Trying to understand SOPA? Here are some helpful links

This is a screenshot of what Wikipedia's homepage looked like on Wednesday, Jan. 18.

In recent days, SOPA and PIPA have practically been the only things talked about in the news. While these proposed laws are very complex, sites like Gizmodo and Mashable break them down into very easy-to-understand terms. Mashable describes these bills on their website as “bills currently before the US Congress that threaten to undermine the openness and freedom of the Internet.”

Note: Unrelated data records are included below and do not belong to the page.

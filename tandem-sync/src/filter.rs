//! Pair filters applied between stages.

use tandem_core::{RepoName, RepoPair};

use crate::status::{classify_status, StatusTag};

/// A pair held back by the status classifier, with every reason.
#[derive(Debug, Clone)]
pub struct Excluded {
    pub name: RepoName,
    pub tags: Vec<StatusTag>,
}

/// Keep only pairs with both sides present.
pub fn filter_complete(pairs: Vec<RepoPair>) -> Vec<RepoPair> {
    pairs
        .into_iter()
        .filter(|pair| {
            let keep = pair.is_complete();
            if !keep {
                tracing::debug!(stage = "filter", repo = %pair.name, kind = %pair.kind(), "dropping incomplete pair");
            }
            keep
        })
        .collect()
}

/// Split pairs into those eligible for convergence and those the classifier
/// tagged. One log line is written per tag.
pub fn exclude_ineligible(
    pairs: impl IntoIterator<Item = RepoPair>,
    default_branch: &str,
) -> (Vec<RepoPair>, Vec<Excluded>) {
    let mut eligible = Vec::new();
    let mut excluded = Vec::new();
    for pair in pairs {
        let tags = classify_status(&pair, default_branch);
        if tags.is_empty() {
            eligible.push(pair);
            continue;
        }
        for tag in &tags {
            tracing::warn!(stage = "check_status", repo = %pair.name, "{tag}; resolve manually and re-run");
        }
        excluded.push(Excluded {
            name: pair.name,
            tags,
        });
    }
    (eligible, excluded)
}

#[cfg(test)]
mod tests {
    use super::*;
    use std::path::PathBuf;
    use tandem_core::{
        AliasSet, LocalRepo, RemoteRepo, RemoteSet, RepoId, RepoMeta, WorkingStatus,
    };

    fn local(name: &str, ahead: u32) -> LocalRepo {
        LocalRepo {
            name: RepoName::from(name),
            path: PathBuf::from(format!("/src/{name}")),
            branch: "master".into(),
            meta: RepoMeta::default(),
            manifest_name: None,
            remotes: RemoteSet::new(),
            status: WorkingStatus {
                ahead,
                ..WorkingStatus::default()
            },
            aliases: AliasSet::build(name, Vec::<String>::new()),
        }
    }

    fn remote(name: &str) -> RemoteRepo {
        RemoteRepo {
            id: RepoId::from("R"),
            name: RepoName::from(name),
            url: String::new(),
            branch: "master".into(),
            meta: RepoMeta::default(),
            aliases: AliasSet::build(name, Vec::<String>::new()),
        }
    }

    #[test]
    fn filter_complete_drops_orphans() {
        let pairs = vec![
            RepoPair {
                name: RepoName::from("a"),
                local: Some(local("a", 0)),
                remote: Some(remote("a")),
            },
            RepoPair {
                name: RepoName::from("b"),
                local: Some(local("b", 0)),
                remote: None,
            },
            RepoPair {
                name: RepoName::from("c"),
                local: None,
                remote: Some(remote("c")),
            },
        ];
        let kept = filter_complete(pairs);
        assert_eq!(kept.len(), 1);
        assert_eq!(kept[0].name, RepoName::from("a"));
    }

    #[test]
    fn exclude_ineligible_keeps_orphans_that_pass() {
        let pairs = vec![
            RepoPair {
                name: RepoName::from("dirty"),
                local: Some(local("dirty", 2)),
                remote: Some(remote("dirty")),
            },
            RepoPair {
                name: RepoName::from("clean"),
                local: Some(local("clean", 0)),
                remote: None,
            },
        ];
        let (eligible, excluded) = exclude_ineligible(pairs, "master");
        assert_eq!(eligible.len(), 1);
        assert_eq!(eligible[0].name, RepoName::from("clean"));
        assert_eq!(excluded.len(), 1);
        assert_eq!(excluded[0].tags, vec![StatusTag::NotSynced]);
    }
}
//! Error handling foundation for the cobalt-courier platform.
//!
//! This module provides only the `Result` type alias using rootcause.
//! Each crate defines its own domain-specific error types in their own
//! error modules, using rootcause's `.context()` to add layer-appropriate
//! context as errors propagate up the stack.

use rootcause::Report;

/// A Result type alias using rootcause's Report for error handling.
///
/// Each layer adds its own context via `.context()` as errors propagate.
pub type Result<T, C = ()> = std::result::Result<T, Report<C>>;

  • Gizmodo has a great article on what exactly SOPA, the more talked about of the two bills, is.
  • Mashable has a list of sites that were blacked out on Wednesday as well as the sites that participated in protesting SOPA in some way, shape or form. As you can see above, Wikipedia was one of the sites that shut down their site completely.
  • Storify has a collection of stories related to SOPA and PIPA on their site.

Finally, an opinion piece by Mashable’s Chris Heald titled “Why SOPA Is Dangerous” is a must-read article. Heald offers a very straightforward look at how the bill may impact our lives:

This bill turns us all into criminals. If it passes, then you either stop using the Internet, or you simply hope that you never end up in the crosshairs, because if you’re targeted, you will be destroyed by this bill. You don’t have to be a big, mean, nasty criminal — common Internet usage is effectively criminalized under this law. This bill will kill American innovation and development of the Internet, as it will become too risky to do anything of value. It is toxic and dangerous, and should not, under any circumstances, be supported.

You should also participate in Google’s call to action by going here. I am against SOPA and you should be too.

1.22.12 update: SOPA is now dead. Mashable has coverage here as well as a timeline of “the week that killed SOPA.”